Para os, que como eu, perderam a conta dos ministérios, eis que surge o inusitado ministério da pesca. Vou usar minúscula mesmo, são tantos que nem valem a maiúscula. Nunca cheguei a compreender o processo que tornou nosso (E)stado tão inchado. Sou advogada e entre artigos e incisos não faço a mais remota ideia do número de itens da nossa constituição. Ao longo de meus estudos sempre achei engraçado que nossas leis fossem tão bizarras e contraditórias entre si, ao ponto de nada concordar com nada e de cada parágrafo servir única e exclusivamente para satisfazer o desejo de um ou outro político dentro do jogo de toma lá da cá da política nacional e sem a menor preocupação com a coerência ou a funcionalidade. Tal aberração foi que o que acabou por gerar gerou uma infinidade de processos eternos que vão para o supremo, onde só chega quem tem dinheiro e mesmo assim depois de uns 10 anos do processo iniciado, dependendo da má fé do advogado. Podemos arrastar um processo por anos com embargos e coisas no gênero. O supremo só deveria julgar questões relativas à a constituição, entretanto, absolutamente tudo é matéria constitucional.Me achava calejada, enfim, nas idiossincrasias do superinchado Estado brasileiro. Achava mesmo que nada me surpreenderia.

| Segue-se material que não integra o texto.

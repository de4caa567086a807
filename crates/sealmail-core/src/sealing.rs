//! Sealing service interface.
//!
//! Everything the backend stores on the user's behalf (aliases, folder
//! names, draft bodies, blocklist values, mask metadata) is sealed with the
//! user's key first. Key management lives outside this crate; use cases
//! only see this trait.

use async_trait::async_trait;
use serde::de::DeserializeOwned;
use serde::{Deserialize, Serialize};

use crate::address::EmailAddressPublicInfo;
use crate::{Error, Result};

/// Data sealed with one of the user's symmetric keys.
#[derive(Debug, Clone, PartialEq, Eq, Serialize, Deserialize)]
pub struct SealedData {
    /// Id of the key that sealed the data.
    pub key_id: String,
    /// Sealing algorithm identifier.
    pub algorithm: String,
    /// Sealed bytes.
    pub ciphertext: Vec<u8>,
}

/// Session key material wrapped for one key holder.
#[derive(Debug, Clone, PartialEq, Eq, Serialize, Deserialize)]
pub struct KeyExchange {
    /// Address of the key holder.
    pub email_address: String,
    /// Id of the public key the session key is wrapped with.
    pub key_id: String,
    /// Wrapped session key.
    pub data: Vec<u8>,
}

/// An end-to-end encrypted message body and the key exchange entries that
/// let each key holder open it.
#[derive(Debug, Clone, PartialEq, Eq)]
pub struct SecurePackage {
    /// Encrypted body.
    pub body: Vec<u8>,
    /// One entry per key holder.
    pub key_exchanges: Vec<KeyExchange>,
}

impl SecurePackage {
    /// The entry for `email_address`, compared case-insensitively.
    #[must_use]
    pub fn key_exchange_for(&self, email_address: &str) -> Option<&KeyExchange> {
        self.key_exchanges
            .iter()
            .find(|k| k.email_address.eq_ignore_ascii_case(email_address))
    }
}

/// Seals and unseals data with keys the caller controls.
#[async_trait]
pub trait SealingService: Send + Sync {
    /// Seals `plaintext` with the current symmetric key.
    async fn seal(&self, plaintext: &[u8]) -> Result<SealedData>;

    /// Unseals data sealed by [`SealingService::seal`].
    async fn unseal(&self, sealed: &SealedData) -> Result<Vec<u8>>;

    /// Encrypts `plaintext` so that each of `recipients` can open it. The
    /// package holds one key exchange entry per recipient.
    async fn seal_for_recipients(
        &self,
        plaintext: &[u8],
        recipients: &[EmailAddressPublicInfo],
    ) -> Result<SecurePackage>;

    /// Opens an encrypted body with the key exchange entry of one of the
    /// user's addresses.
    async fn open_package(&self, body: &[u8], key_exchange: &KeyExchange) -> Result<Vec<u8>>;

    /// Seals a UTF-8 string.
    async fn seal_string(&self, plaintext: &str) -> Result<SealedData> {
        self.seal(plaintext.as_bytes()).await
    }

    /// Unseals a UTF-8 string.
    async fn unseal_string(&self, sealed: &SealedData) -> Result<String> {
        let bytes = self.unseal(sealed).await?;
        String::from_utf8(bytes)
            .map_err(|_| Error::Sealing(format!("key {} produced invalid UTF-8", sealed.key_id)))
    }
}

/// Seals `value` as JSON.
pub(crate) async fn seal_json<T: Serialize + Sync>(
    sealing: &dyn SealingService,
    value: &T,
) -> Result<SealedData> {
    let json = serde_json::to_vec(value)?;
    sealing.seal(&json).await
}

/// Unseals JSON sealed by [`seal_json`].
pub(crate) async fn unseal_json<T: DeserializeOwned>(
    sealing: &dyn SealingService,
    sealed: &SealedData,
) -> Result<T> {
    let json = sealing.unseal(sealed).await?;
    Ok(serde_json::from_slice(&json)?)
}

/// Unseals an optional string.
pub(crate) async fn unseal_optional(
    sealing: &dyn SealingService,
    sealed: Option<&SealedData>,
) -> Result<Option<String>> {
    match sealed {
        Some(sealed) => sealing.unseal_string(sealed).await.map(Some),
        None => Ok(None),
    }
}
//! # sealmail-core
//!
//! Use cases of the sealmail email-as-a-service SDK.
//!
//! This crate provides:
//! - Email address provisioning, lookup and availability checks
//! - Folder management, including custom folders
//! - Sending with end-to-end encryption between in-network addresses
//! - Message reads and batch updates with cache policies
//! - Drafts and scheduled sends
//! - Sender blocklists
//! - Email masks
//! - **Local cache** - `SQLite` store of sealed records for offline reads
//!
//! The backend and the key store are injected as trait objects
//! ([`address::EmailAccountService`], [`sealing::SealingService`], ...), so
//! the crate itself performs no network I/O and holds no key material.

#![warn(missing_docs)]
#![warn(clippy::all)]
#![warn(clippy::pedantic)]
#![forbid(unsafe_code)]

pub mod address;
pub mod blocklist;
pub mod cache;
mod client;
pub mod common;
pub mod config;
mod context;
pub mod draft;
mod error;
pub mod folder;
pub mod mask;
pub mod message;
pub mod sealing;

pub use client::{EmailClient, EmailClientBuilder};
pub use common::{
    BatchOperationResult, BatchOperationStatus, CachePolicy, DateRange,
    EmailMessageOperationFailure, ListOutput, Pagination, SortOrder,
};
pub use config::{ClientOptions, EmailConfig};
pub use error::{BackendError, Error, Result, ServiceResult};
pub use sealing::{KeyExchange, SealedData, SealingService, SecurePackage};
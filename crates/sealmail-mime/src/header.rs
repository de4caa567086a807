//! MIME header handling.

use crate::encoding::{decode_encoded_words, encode_rfc2047};
use std::fmt;

/// Ordered collection of email headers.
///
/// Lookups are case-insensitive; serialization keeps insertion order.
#[derive(Debug, Clone, Default, PartialEq, Eq)]
pub struct Headers {
    entries: Vec<(String, String)>,
}

impl Headers {
    /// Creates a new empty header collection.
    #[must_use]
    pub fn new() -> Self {
        Self::default()
    }

    /// Adds a header value.
    pub fn add(&mut self, name: impl Into<String>, value: impl Into<String>) {
        self.entries.push((name.into(), value.into()));
    }

    /// Sets a header value, replacing any existing values.
    ///
    /// The header keeps the position of its first occurrence.
    pub fn set(&mut self, name: impl Into<String>, value: impl Into<String>) {
        let name = name.into();
        let value = value.into();
        match self
            .entries
            .iter()
            .position(|(n, _)| n.eq_ignore_ascii_case(&name))
        {
            Some(index) => {
                self.entries[index].1 = value;
                let mut seen = 0;
                self.entries.retain(|(n, _)| {
                    if n.eq_ignore_ascii_case(&name) {
                        seen += 1;
                        seen == 1
                    } else {
                        true
                    }
                });
            }
            None => self.entries.push((name, value)),
        }
    }

    /// Gets the first value for a header.
    #[must_use]
    pub fn get(&self, name: &str) -> Option<&str> {
        self.entries
            .iter()
            .find(|(n, _)| n.eq_ignore_ascii_case(name))
            .map(|(_, v)| v.as_str())
    }

    /// Gets the first value for a header with encoded words decoded.
    #[must_use]
    pub fn get_decoded(&self, name: &str) -> Option<String> {
        self.get(name).map(decode_encoded_words)
    }

    /// Gets all values for a header.
    #[must_use]
    pub fn get_all(&self, name: &str) -> Vec<&str> {
        self.entries
            .iter()
            .filter(|(n, _)| n.eq_ignore_ascii_case(name))
            .map(|(_, v)| v.as_str())
            .collect()
    }

    /// Returns true if the header is present.
    #[must_use]
    pub fn contains(&self, name: &str) -> bool {
        self.get(name).is_some()
    }

    /// Removes all values for a header.
    pub fn remove(&mut self, name: &str) {
        self.entries.retain(|(n, _)| !n.eq_ignore_ascii_case(name));
    }

    /// Returns the number of header lines.
    #[must_use]
    pub fn len(&self) -> usize {
        self.entries.len()
    }

    /// Returns true if there are no headers.
    #[must_use]
    pub fn is_empty(&self) -> bool {
        self.entries.is_empty()
    }

    /// Returns an iterator over all headers in order.
    pub fn iter(&self) -> impl Iterator<Item = (&str, &str)> {
        self.entries.iter().map(|(n, v)| (n.as_str(), v.as_str()))
    }

    /// Parses a header block.
    ///
    /// Continuation lines (starting with space or tab) are unfolded into
    /// the previous header. Parsing stops at the first empty line. Lines
    /// that are neither a header nor a continuation are skipped.
    #[must_use]
    pub fn parse(text: &str) -> Self {
        let mut headers = Self::new();

        for line in text.lines() {
            let line = line.strip_suffix('\r').unwrap_or(line);
            if line.is_empty() {
                break;
            }

            if line.starts_with(' ') || line.starts_with('\t') {
                if let Some((_, value)) = headers.entries.last_mut() {
                    if !value.is_empty() {
                        value.push(' ');
                    }
                    value.push_str(line.trim());
                }
            } else if let Some((name, value)) = line.split_once(':') {
                let name = name.trim();
                if !name.is_empty() && !name.contains(char::is_whitespace) {
                    headers.add(name, value.trim());
                }
            }
        }

        headers
    }

    /// Encodes a header value using RFC 2047 if needed.
    #[must_use]
    pub fn encode_value(value: &str) -> String {
        encode_rfc2047(value, "utf-8")
    }
}

/// Canonical capitalization for a header name (`content-type` becomes `Content-Type`).
fn canonical_name(name: &str) -> String {
    if name.eq_ignore_ascii_case("message-id") {
        return "Message-ID".to_string();
    }
    if name.eq_ignore_ascii_case("mime-version") {
        return "MIME-Version".to_string();
    }

    name.split('-')
        .map(|part| {
            let mut chars = part.chars();
            chars.next().map_or_else(String::new, |first| {
                first.to_uppercase().collect::<String>() + &chars.as_str().to_lowercase()
            })
        })
        .collect::<Vec<_>>()
        .join("-")
}

impl fmt::Display for Headers {
    fn fmt(&self, f: &mut fmt::Formatter<'_>) -> fmt::Result {
        for (name, value) in &self.entries {
            write!(f, "{}: {value}\r\n", canonical_name(name))?;
        }
        Ok(())
    }
}

#[cfg(test)]
#[allow(
    clippy::unwrap_used,
    clippy::redundant_clone,
    clippy::manual_string_new,
    clippy::needless_collect,
    clippy::unreadable_literal,
    clippy::used_underscore_items,
    clippy::similar_names
)]
mod tests {
    use super::*;

    #[test]
    fn test_headers_add_get() {
        let mut headers = Headers::new();
        headers.add("Content-Type", "text/plain");
        assert_eq!(headers.get("Content-Type"), Some("text/plain"));
        assert_eq!(headers.get("content-type"), Some("text/plain"));
        assert!(headers.get("subject").is_none());
    }

    #[test]
    fn test_headers_set_keeps_position() {
        let mut headers = Headers::new();
        headers.add("To", "alice@example.com");
        headers.add("Subject", "Hi");
        headers.add("to", "bob@example.com");
        assert_eq!(headers.get_all("To").len(), 2);

        headers.set("TO", "charlie@example.com");
        assert_eq!(headers.get_all("To"), vec!["charlie@example.com"]);
        let names: Vec<_> = headers.iter().map(|(n, _)| n).collect();
        assert_eq!(names, vec!["To", "Subject"]);
    }

    #[test]
    fn test_headers_remove() {
        let mut headers = Headers::new();
        headers.add("Subject", "Test");
        headers.remove("subject");
        assert!(headers.is_empty());
    }

    #[test]
    fn test_headers_parse_unfolds() {
        let text = concat!(
            "From: sender@example.com\r\n",
            "To: recipient@example.com\r\n",
            "Subject: Test Message\r\n",
            "Content-Type: text/plain;\r\n",
            "\tcharset=utf-8\r\n",
            "\r\n",
            "X-Body-Line: not a header\r\n"
        );

        let headers = Headers::parse(text);
        assert_eq!(headers.len(), 4);
        assert_eq!(headers.get("From"), Some("sender@example.com"));
        assert_eq!(headers.get("Subject"), Some("Test Message"));
        assert_eq!(
            headers.get("Content-Type"),
            Some("text/plain; charset=utf-8")
        );
        assert!(headers.get("X-Body-Line").is_none());
    }

    #[test]
    fn test_headers_parse_bare_lf() {
        let headers = Headers::parse("Subject: one\n two\nFrom: a@b.com\n");
        assert_eq!(headers.get("subject"), Some("one two"));
        assert_eq!(headers.get("from"), Some("a@b.com"));
    }

    #[test]
    fn test_headers_get_decoded() {
        let mut headers = Headers::new();
        headers.add("Subject", "=?utf-8?B?SMOpbGxv?=");
        assert_eq!(headers.get_decoded("subject").as_deref(), Some("Héllo"));
    }

    #[test]
    fn test_headers_display_order_and_case() {
        let mut headers = Headers::new();
        headers.add("from", "sender@example.com");
        headers.add("message-id", "<1@example.com>");
        headers.add("mime-version", "1.0");
        headers.add("CONTENT-TYPE", "text/plain");

        assert_eq!(
            headers.to_string(),
            concat!(
                "From: sender@example.com\r\n",
                "Message-ID: <1@example.com>\r\n",
                "MIME-Version: 1.0\r\n",
                "Content-Type: text/plain\r\n"
            )
        );
    }
}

O ministério da pesca e aquicultura (???) está aí para me mostrar que ainda tenho muito imposto a pagar antes de alcançarmos o fundo do poço onde os "amigos" do Estado dividem o espólio como carniças, enquanto aqueles que pagam a conta, como eu e você, se viram por conta própria.
Comentário do ministro da pesca sobra a importância de seu ministério:: 'Pescar é uma atividade que dá prazer'.
Ótima explicação, não é mesmo? Aparentemente o preparo do ministro faz jus ao ministério que ocupa.